(Records from a collection)

····················

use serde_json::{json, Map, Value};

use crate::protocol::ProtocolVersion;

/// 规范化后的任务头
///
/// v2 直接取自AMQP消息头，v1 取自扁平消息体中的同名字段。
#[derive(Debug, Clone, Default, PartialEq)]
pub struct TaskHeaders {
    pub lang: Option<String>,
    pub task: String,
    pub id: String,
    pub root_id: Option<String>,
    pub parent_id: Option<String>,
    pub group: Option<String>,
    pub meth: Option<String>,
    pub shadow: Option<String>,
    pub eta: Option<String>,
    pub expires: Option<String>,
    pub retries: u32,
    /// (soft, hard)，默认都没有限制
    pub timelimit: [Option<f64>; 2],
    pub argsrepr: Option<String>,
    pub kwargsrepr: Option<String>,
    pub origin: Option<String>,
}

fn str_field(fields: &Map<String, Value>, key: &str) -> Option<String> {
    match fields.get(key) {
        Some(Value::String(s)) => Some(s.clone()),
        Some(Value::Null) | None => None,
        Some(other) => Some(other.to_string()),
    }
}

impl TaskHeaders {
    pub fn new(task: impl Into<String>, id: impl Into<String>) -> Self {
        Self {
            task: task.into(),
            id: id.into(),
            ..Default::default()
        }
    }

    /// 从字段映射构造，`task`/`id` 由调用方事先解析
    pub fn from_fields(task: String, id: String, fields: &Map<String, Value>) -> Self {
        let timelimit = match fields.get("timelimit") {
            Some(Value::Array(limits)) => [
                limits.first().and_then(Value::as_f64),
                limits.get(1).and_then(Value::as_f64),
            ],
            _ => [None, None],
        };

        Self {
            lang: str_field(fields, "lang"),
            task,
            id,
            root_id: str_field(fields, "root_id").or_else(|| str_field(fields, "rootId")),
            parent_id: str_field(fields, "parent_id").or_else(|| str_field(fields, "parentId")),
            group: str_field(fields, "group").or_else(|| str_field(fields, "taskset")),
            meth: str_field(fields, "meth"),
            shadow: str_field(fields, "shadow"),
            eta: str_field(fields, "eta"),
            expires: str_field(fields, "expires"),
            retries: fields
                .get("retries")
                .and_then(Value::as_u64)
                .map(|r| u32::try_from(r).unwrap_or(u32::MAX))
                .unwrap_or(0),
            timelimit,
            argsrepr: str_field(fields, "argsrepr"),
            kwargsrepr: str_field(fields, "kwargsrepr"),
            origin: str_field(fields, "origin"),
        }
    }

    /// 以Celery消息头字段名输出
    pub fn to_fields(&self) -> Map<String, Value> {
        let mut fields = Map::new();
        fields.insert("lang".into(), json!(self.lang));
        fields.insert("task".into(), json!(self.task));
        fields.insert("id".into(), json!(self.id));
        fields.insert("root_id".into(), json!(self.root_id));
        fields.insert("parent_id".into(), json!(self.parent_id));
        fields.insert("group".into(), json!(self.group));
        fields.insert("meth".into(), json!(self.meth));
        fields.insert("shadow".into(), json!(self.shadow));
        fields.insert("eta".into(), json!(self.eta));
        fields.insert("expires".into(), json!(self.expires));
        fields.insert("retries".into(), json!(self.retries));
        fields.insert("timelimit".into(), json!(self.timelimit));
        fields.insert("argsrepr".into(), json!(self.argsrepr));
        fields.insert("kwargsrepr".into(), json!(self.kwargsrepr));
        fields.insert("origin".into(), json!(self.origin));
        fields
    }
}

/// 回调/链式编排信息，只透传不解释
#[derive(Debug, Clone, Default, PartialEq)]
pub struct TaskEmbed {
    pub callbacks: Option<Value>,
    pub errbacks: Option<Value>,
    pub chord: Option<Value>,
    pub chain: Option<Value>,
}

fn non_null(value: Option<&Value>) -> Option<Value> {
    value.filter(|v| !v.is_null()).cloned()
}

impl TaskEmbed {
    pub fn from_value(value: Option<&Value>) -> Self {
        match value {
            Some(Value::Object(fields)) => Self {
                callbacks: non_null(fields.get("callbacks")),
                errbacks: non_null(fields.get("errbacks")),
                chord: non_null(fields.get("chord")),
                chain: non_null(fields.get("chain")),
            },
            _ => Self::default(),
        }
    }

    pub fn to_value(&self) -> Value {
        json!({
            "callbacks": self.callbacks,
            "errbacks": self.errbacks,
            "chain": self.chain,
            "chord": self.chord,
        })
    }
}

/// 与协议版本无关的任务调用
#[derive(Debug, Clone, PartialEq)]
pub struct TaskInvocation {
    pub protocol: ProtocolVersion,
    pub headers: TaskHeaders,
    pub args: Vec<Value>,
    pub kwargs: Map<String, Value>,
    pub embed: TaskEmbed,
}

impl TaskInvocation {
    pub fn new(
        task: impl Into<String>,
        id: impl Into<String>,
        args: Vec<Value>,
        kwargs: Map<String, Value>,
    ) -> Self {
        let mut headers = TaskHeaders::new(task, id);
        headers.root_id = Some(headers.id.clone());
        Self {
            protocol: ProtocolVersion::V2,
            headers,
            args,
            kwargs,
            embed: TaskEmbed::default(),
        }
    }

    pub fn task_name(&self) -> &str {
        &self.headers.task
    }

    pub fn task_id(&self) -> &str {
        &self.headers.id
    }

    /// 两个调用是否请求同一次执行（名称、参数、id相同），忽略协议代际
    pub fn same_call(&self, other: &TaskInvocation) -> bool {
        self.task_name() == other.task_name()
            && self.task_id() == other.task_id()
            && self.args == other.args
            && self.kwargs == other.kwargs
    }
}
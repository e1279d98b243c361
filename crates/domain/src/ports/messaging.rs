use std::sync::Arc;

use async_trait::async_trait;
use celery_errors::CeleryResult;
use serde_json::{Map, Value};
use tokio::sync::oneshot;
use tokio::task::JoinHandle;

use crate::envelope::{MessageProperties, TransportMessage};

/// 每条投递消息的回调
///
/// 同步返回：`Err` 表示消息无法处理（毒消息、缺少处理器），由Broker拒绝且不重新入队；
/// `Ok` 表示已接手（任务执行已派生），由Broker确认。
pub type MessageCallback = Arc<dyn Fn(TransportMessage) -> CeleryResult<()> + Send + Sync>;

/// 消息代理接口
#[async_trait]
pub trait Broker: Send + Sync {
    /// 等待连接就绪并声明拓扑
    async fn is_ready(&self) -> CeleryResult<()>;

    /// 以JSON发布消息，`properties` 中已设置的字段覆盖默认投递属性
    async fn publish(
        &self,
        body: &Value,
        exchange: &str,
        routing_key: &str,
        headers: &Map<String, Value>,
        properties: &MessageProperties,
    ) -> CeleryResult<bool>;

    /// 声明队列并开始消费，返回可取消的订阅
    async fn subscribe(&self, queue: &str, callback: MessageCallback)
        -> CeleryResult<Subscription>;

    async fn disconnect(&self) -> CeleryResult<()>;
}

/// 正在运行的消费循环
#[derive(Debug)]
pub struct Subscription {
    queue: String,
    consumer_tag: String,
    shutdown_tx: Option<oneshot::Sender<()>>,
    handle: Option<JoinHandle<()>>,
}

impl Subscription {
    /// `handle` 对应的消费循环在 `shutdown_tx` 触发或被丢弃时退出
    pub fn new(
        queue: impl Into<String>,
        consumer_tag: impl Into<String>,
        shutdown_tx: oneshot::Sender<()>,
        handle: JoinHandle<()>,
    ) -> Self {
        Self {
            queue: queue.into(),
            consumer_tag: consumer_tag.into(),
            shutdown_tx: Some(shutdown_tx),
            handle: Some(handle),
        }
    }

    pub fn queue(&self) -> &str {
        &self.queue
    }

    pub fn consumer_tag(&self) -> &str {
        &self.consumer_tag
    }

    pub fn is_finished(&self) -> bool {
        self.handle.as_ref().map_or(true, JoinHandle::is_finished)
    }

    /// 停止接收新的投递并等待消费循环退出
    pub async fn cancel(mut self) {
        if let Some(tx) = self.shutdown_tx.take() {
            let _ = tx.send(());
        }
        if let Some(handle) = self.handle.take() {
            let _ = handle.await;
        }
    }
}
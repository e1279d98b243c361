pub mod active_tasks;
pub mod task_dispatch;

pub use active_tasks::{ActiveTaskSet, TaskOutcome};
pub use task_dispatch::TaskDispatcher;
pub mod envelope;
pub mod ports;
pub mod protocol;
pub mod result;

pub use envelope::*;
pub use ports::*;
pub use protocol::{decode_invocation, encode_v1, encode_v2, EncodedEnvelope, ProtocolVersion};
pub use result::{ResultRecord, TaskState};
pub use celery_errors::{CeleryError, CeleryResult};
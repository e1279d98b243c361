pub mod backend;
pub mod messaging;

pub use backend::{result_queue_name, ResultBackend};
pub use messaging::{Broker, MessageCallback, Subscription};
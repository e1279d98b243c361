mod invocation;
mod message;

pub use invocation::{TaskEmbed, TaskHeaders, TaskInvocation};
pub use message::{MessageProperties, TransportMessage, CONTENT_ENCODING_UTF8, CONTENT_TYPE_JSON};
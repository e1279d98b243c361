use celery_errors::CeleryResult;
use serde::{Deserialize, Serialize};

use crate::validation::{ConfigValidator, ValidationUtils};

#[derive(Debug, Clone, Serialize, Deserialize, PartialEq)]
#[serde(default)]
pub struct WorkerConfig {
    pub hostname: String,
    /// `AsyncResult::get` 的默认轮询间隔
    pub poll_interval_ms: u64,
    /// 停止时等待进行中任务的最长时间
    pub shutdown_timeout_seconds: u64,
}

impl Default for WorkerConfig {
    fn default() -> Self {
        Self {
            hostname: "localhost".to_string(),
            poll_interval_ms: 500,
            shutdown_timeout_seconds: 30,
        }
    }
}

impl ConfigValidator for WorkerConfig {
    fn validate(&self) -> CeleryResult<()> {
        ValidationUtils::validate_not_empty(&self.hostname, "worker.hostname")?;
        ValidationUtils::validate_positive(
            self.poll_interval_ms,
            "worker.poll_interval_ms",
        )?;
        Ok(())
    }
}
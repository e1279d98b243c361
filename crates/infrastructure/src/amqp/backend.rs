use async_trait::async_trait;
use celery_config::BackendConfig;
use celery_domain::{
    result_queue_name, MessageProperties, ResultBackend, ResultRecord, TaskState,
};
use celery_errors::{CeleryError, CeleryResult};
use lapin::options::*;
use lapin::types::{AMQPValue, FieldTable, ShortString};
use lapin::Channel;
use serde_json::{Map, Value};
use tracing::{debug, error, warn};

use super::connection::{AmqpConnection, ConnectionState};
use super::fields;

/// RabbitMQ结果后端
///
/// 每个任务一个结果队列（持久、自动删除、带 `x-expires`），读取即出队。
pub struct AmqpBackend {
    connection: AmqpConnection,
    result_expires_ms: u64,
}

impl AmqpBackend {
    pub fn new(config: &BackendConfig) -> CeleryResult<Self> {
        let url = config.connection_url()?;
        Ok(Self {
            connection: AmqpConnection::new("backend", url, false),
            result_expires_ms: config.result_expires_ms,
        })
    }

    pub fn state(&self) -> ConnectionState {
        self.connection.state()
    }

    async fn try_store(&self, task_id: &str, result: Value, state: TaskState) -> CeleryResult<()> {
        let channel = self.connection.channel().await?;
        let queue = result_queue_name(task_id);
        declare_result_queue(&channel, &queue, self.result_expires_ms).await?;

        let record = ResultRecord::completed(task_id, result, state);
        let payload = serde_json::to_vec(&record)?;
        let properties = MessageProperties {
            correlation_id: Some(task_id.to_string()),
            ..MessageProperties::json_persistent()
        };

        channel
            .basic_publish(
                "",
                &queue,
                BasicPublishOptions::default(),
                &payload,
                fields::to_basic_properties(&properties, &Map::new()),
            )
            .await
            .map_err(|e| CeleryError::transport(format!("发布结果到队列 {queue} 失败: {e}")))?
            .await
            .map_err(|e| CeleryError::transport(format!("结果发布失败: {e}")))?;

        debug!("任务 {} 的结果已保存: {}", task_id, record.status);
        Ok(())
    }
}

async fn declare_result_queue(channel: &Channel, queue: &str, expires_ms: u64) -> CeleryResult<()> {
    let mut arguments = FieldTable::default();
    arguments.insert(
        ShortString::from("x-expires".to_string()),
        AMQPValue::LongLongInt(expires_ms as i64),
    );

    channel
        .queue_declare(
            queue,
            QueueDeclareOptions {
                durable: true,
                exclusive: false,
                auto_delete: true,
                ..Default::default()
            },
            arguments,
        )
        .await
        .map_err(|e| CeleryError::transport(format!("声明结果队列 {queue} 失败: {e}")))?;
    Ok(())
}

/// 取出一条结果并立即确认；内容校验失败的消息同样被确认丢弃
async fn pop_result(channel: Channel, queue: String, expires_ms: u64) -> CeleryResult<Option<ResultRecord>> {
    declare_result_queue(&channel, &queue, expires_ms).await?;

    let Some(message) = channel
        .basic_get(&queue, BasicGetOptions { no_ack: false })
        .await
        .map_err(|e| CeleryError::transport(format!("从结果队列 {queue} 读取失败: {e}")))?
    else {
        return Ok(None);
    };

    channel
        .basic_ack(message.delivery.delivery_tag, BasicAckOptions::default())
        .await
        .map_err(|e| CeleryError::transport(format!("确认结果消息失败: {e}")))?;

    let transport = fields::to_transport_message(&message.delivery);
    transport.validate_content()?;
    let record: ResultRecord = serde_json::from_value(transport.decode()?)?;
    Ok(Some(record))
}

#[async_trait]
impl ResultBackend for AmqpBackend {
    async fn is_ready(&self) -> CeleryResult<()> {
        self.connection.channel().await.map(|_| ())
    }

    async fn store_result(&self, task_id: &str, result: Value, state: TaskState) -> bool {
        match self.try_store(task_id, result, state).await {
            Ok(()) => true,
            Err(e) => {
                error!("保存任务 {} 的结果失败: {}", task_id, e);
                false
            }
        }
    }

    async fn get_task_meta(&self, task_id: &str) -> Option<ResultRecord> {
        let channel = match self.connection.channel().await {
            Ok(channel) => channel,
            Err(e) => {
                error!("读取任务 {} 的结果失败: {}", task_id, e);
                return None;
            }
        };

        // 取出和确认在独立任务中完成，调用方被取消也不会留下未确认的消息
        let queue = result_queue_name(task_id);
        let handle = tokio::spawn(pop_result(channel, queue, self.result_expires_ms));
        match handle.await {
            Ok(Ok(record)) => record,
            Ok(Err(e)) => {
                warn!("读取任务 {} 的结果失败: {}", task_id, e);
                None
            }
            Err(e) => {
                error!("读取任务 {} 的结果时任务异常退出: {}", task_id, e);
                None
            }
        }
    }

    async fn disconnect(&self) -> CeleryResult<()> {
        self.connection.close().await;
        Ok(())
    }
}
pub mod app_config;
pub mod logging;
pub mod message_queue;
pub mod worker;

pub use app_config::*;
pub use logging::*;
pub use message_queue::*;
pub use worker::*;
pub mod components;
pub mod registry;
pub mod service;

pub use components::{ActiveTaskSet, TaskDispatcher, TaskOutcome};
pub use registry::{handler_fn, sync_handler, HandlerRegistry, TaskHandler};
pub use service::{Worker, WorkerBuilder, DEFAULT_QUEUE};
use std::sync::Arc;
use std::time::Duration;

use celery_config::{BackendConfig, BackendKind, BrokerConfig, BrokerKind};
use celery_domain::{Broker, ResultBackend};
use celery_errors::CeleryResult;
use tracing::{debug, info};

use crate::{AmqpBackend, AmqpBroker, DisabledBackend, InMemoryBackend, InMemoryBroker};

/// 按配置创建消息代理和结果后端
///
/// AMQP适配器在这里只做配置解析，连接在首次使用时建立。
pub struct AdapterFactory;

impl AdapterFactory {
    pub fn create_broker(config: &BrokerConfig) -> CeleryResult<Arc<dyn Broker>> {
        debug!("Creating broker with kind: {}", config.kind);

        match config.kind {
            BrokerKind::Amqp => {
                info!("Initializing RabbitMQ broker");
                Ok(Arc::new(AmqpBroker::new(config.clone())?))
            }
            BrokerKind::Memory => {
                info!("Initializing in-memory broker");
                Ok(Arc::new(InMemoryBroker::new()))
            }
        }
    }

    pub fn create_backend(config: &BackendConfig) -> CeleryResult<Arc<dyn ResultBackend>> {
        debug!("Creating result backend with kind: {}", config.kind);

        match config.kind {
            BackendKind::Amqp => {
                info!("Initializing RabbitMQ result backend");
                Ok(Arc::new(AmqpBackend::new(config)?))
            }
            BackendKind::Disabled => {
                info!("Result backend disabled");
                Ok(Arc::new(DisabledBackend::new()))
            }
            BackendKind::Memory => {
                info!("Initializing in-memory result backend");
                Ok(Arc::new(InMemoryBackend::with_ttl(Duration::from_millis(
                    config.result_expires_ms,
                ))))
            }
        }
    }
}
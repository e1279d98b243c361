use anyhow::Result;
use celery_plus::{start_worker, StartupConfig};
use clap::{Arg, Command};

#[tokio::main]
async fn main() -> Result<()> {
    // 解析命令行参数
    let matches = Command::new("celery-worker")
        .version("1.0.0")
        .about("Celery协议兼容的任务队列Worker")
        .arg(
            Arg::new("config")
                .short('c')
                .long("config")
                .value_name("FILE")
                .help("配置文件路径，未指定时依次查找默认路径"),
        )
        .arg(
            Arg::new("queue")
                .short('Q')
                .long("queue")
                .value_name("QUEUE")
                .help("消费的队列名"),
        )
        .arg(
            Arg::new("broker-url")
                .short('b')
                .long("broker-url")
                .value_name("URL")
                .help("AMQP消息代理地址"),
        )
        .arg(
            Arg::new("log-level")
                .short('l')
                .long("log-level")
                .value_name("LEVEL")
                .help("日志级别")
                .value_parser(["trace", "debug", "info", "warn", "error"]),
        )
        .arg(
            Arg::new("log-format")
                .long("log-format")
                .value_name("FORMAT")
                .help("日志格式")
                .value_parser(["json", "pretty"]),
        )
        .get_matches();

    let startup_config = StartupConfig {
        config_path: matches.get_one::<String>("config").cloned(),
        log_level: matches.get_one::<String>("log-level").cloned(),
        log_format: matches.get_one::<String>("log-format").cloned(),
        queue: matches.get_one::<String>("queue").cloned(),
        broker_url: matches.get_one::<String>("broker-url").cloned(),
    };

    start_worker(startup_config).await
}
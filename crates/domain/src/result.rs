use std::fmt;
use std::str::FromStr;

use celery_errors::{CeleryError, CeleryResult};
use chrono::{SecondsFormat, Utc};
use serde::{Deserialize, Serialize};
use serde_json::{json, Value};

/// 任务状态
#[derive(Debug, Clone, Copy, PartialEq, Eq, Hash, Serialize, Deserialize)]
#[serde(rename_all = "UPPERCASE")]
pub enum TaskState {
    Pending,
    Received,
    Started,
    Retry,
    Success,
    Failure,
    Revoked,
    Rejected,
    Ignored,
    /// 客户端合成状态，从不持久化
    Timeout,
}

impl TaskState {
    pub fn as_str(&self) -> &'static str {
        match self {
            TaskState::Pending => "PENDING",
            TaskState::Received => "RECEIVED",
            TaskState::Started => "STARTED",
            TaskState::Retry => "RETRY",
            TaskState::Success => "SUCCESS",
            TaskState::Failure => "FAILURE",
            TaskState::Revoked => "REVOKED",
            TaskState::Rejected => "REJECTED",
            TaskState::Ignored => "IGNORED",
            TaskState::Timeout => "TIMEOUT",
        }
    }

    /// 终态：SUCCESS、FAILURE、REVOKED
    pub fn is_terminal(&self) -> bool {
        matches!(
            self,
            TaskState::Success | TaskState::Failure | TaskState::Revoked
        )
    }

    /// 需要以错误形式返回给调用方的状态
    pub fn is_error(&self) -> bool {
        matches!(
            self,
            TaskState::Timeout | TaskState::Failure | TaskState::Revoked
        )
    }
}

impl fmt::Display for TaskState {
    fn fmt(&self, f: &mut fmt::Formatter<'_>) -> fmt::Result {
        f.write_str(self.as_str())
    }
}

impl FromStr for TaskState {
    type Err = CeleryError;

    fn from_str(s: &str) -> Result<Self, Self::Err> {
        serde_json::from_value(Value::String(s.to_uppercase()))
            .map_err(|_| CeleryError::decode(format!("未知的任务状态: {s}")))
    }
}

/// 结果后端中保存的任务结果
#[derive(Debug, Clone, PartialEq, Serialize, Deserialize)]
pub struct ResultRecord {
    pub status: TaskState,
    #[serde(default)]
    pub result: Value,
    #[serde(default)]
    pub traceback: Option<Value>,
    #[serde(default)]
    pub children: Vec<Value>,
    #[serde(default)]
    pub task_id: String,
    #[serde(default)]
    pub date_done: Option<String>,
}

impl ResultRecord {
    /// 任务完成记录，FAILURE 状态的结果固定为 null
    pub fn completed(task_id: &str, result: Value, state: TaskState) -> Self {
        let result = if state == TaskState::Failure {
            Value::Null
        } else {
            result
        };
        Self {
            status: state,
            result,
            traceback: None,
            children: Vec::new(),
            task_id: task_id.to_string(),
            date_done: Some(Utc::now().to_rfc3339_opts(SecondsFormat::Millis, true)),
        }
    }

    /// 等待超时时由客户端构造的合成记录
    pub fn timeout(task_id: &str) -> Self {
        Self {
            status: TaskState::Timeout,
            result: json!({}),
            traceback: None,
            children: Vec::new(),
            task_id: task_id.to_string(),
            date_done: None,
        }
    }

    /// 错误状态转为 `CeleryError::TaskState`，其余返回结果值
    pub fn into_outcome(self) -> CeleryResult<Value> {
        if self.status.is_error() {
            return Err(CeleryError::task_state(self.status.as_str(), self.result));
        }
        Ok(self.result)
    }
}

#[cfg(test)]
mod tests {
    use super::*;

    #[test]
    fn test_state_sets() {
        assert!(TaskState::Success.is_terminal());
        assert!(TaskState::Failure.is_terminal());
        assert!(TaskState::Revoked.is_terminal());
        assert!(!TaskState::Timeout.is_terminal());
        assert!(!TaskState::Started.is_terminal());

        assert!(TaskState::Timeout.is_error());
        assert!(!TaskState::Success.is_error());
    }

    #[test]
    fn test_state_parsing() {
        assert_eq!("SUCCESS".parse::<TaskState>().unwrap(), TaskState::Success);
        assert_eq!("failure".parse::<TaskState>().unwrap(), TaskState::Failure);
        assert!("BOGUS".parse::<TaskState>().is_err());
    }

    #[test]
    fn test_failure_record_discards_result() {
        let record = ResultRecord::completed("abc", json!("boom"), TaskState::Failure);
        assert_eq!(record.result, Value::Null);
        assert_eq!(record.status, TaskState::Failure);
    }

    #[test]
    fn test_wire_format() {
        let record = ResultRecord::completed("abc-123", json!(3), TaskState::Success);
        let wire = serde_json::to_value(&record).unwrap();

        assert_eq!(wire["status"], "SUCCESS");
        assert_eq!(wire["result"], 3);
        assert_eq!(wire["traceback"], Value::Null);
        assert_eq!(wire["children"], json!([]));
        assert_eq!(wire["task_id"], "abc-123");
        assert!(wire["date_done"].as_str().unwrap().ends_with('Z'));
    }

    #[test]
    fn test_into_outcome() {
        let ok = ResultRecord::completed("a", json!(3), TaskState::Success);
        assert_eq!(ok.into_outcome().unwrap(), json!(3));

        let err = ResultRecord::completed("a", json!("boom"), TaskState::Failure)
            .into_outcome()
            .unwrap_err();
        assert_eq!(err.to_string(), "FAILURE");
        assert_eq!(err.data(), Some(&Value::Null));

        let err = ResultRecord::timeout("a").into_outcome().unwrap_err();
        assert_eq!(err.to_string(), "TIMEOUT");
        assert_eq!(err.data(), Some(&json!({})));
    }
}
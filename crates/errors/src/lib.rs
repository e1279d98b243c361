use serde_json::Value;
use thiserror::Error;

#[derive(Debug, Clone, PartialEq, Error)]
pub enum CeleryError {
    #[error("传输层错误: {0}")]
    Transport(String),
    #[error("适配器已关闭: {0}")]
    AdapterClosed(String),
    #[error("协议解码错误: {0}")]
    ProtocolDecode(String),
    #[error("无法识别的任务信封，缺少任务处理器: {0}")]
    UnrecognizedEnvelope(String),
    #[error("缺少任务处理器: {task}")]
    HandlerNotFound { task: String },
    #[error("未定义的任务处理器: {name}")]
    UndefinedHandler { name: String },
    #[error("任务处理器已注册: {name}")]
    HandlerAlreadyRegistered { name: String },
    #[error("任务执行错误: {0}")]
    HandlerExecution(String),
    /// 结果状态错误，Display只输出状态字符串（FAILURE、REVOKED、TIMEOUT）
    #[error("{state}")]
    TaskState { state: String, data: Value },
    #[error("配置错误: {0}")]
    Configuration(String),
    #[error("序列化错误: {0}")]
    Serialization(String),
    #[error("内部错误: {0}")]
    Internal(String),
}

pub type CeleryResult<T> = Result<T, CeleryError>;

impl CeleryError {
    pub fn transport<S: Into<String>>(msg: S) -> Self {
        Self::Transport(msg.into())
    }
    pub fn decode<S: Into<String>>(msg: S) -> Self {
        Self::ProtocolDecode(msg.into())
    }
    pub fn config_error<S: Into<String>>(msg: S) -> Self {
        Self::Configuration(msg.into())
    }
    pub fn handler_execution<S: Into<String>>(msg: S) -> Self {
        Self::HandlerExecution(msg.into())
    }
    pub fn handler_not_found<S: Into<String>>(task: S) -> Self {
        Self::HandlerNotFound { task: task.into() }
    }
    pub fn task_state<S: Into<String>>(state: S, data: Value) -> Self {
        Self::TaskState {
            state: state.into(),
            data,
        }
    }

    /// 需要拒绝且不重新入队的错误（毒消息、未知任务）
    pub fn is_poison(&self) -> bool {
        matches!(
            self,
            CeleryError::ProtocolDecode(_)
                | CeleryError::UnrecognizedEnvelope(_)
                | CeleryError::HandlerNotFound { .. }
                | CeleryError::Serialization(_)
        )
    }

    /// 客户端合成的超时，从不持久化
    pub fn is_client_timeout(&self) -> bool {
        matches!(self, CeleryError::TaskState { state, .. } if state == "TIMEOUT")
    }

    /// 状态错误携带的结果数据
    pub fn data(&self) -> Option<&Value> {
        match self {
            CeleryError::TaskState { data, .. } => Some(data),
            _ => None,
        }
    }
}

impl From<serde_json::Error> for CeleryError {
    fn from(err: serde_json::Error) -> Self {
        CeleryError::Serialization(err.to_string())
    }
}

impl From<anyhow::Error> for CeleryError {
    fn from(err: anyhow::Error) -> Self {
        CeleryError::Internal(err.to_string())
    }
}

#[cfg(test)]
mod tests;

····················

Your task:
In these records, tally the lines that contain the string "Initializing", and give only the result.

Solution to this problem:
4